Gilmore - a grandfather - brought in his grandson's pants about a month ago, and the inmates devised a pattern. Earlier this week, Gilmore held up the new pair with pride.

"That doesn't have the front snap yet," one of the inmates pointed out, proud of the group's work so far.

The children's clothing - once a range is in place - and jeans jackets could be marketed at retail prices under a federal permitting program called Prison Industry Enterprise, for which the Maine Department of Corrections is already covered.

A bit more paperwork would have to show that the Bucks Harbor inmates have been fairly paid for their work - which they are calling Harbor Blues.

Under the state's correctional facility regulations, the garments shop holds to a payment formula for a 35-hour week. Fifty percent of the inmates earn between 60 cents and $1.40 per hour. Another 25 percent earn between $1.50 and $2.20 per hour. The last 25 percent earn between $2.30 and $2.90 per hour.

When it's factored in that the inmates are not charged for their room and board, the pay equivalent calculates out to about the minimum wage.

But it's the work experience rather than the pay that keeps the inmates returning to the shop.

"A lot of these men never had a job on the outside," Gilmore said. "This isn't brain surgery, but it's important for them to come here and do something every day."

Orrin Goff of Kingsfield, 51, will be released from Downeast next week.

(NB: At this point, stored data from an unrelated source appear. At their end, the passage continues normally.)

//! # midstack
//!
//! **midstack** is a coroutine-powered middleware dispatch chain and path
//! router for Rust, built on the `may` runtime.
//!
//! ## Overview
//!
//! midstack composes an ordered list of middleware into a single
//! onion-shaped chain per request and routes requests to path-specific
//! handler stacks. Declarative path patterns (named parameters, optional and
//! repeat modifiers, custom character classes) compile once at startup into
//! regex matchers; at request time the router resolves every matching route,
//! extracts and percent-decodes its parameters, and hands the concatenated
//! middleware list to the dispatch chain. Named routes support reverse URL
//! generation for redirects and templating.
//!
//! ## Architecture
//!
//! - **[`context`]** - Per-request mutable state (method, path, params,
//!   response in progress), exactly one per inbound request
//! - **[`dispatcher`]** - The chain driver: explicit-cursor continuation
//!   passing with a double-invocation guard
//! - **[`middleware`]** - The [`Middleware`] contract plus bundled tracing
//!   and metrics middleware
//! - **[`router`]** - Pattern compilation, route resolution, parameter
//!   interceptors and reverse URL lookup
//! - **[`server`]** - HTTP adapter built on `may_minihttp` with
//!   request/response plumbing
//!
//! ## Request Flow
//!
//! 1. The server adapter parses the raw request into a [`Context`]
//! 2. The router collects every bare middleware and every matching route's
//!    stack into one ordered list
//! 3. The dispatch chain runs the list: each middleware may mutate the
//!    context, pass control downstream via [`Next`], and post-process after
//!    the downstream chain completes
//! 4. The server adapter writes the context's accumulated status, headers
//!    and body to the wire
//!
//! ## Example
//!
//! ```rust
//! use http::Method;
//! use midstack::{Context, DispatchError, Next, Router};
//!
//! # fn main() -> Result<(), Box<dyn std::error::Error>> {
//! let mut router = Router::new();
//!
//! // Bare middleware runs for every request, wrapping everything downstream.
//! router.use_middleware(|ctx: &mut Context, next: Next<'_>| {
//!     let before = std::time::Instant::now();
//!     let result = next.run(ctx);
//!     tracing::debug!(elapsed_us = before.elapsed().as_micros() as u64, "handled");
//!     result
//! });
//!
//! router.get("/greetings/:name", |ctx: &mut Context, _next: Next<'_>| {
//!     let name = ctx.param("name").unwrap_or("world").to_string();
//!     ctx.text(200, format!("hello, {name}"));
//!     Ok::<(), DispatchError>(())
//! })?;
//!
//! let mut ctx = Context::new(Method::GET, "/greetings/rustacean");
//! router.dispatch(&mut ctx)?;
//! assert_eq!(ctx.status, Some(200));
//! # Ok(())
//! # }
//! ```
//!
//! ## Concurrency model
//!
//! Many requests are in flight concurrently, each on its own `may`
//! coroutine; within one request the chain is strictly sequential. Router
//! and route state is mutable only while configuring (`&mut self`) and
//! read-only once shared — the borrow system enforces the
//! configuration-before-traffic seal, so the dispatch path takes no locks.

pub mod context;
pub mod dispatcher;
pub mod ids;
pub mod middleware;
pub mod router;
pub mod server;

pub use context::{Body, Context, HeaderVec, ParamVec, MAX_INLINE_HEADERS, MAX_INLINE_PARAMS};
pub use dispatcher::{dispatch, DispatchError, Next};
pub use ids::RequestId;
pub use middleware::{from_fn, MetricsMiddleware, Middleware, TracingMiddleware};
pub use router::{PatternError, Route, RouteOptions, Router, RouterError, UrlQuery};
pub use server::{AppService, HttpServer};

He's been at Bucks Harbor nearly four years, and he hopes to find work driving a truck. But if that plan falls through, he has a fall back - sewing.

"I wish I knew these skills 20 years ago," Goff said from behind a surging machine.

"That's what I like about this job. It makes the time go by. You know you're in jail. You know you've done wrong. But something like this helps you make up your mind to do the right thing, to get a job.

"And that will make a world of difference."

Dayton_Bada
09-09-2009, 10:31 AM
What a neat idea! Everyone needs clothes.... well, save for the nudists.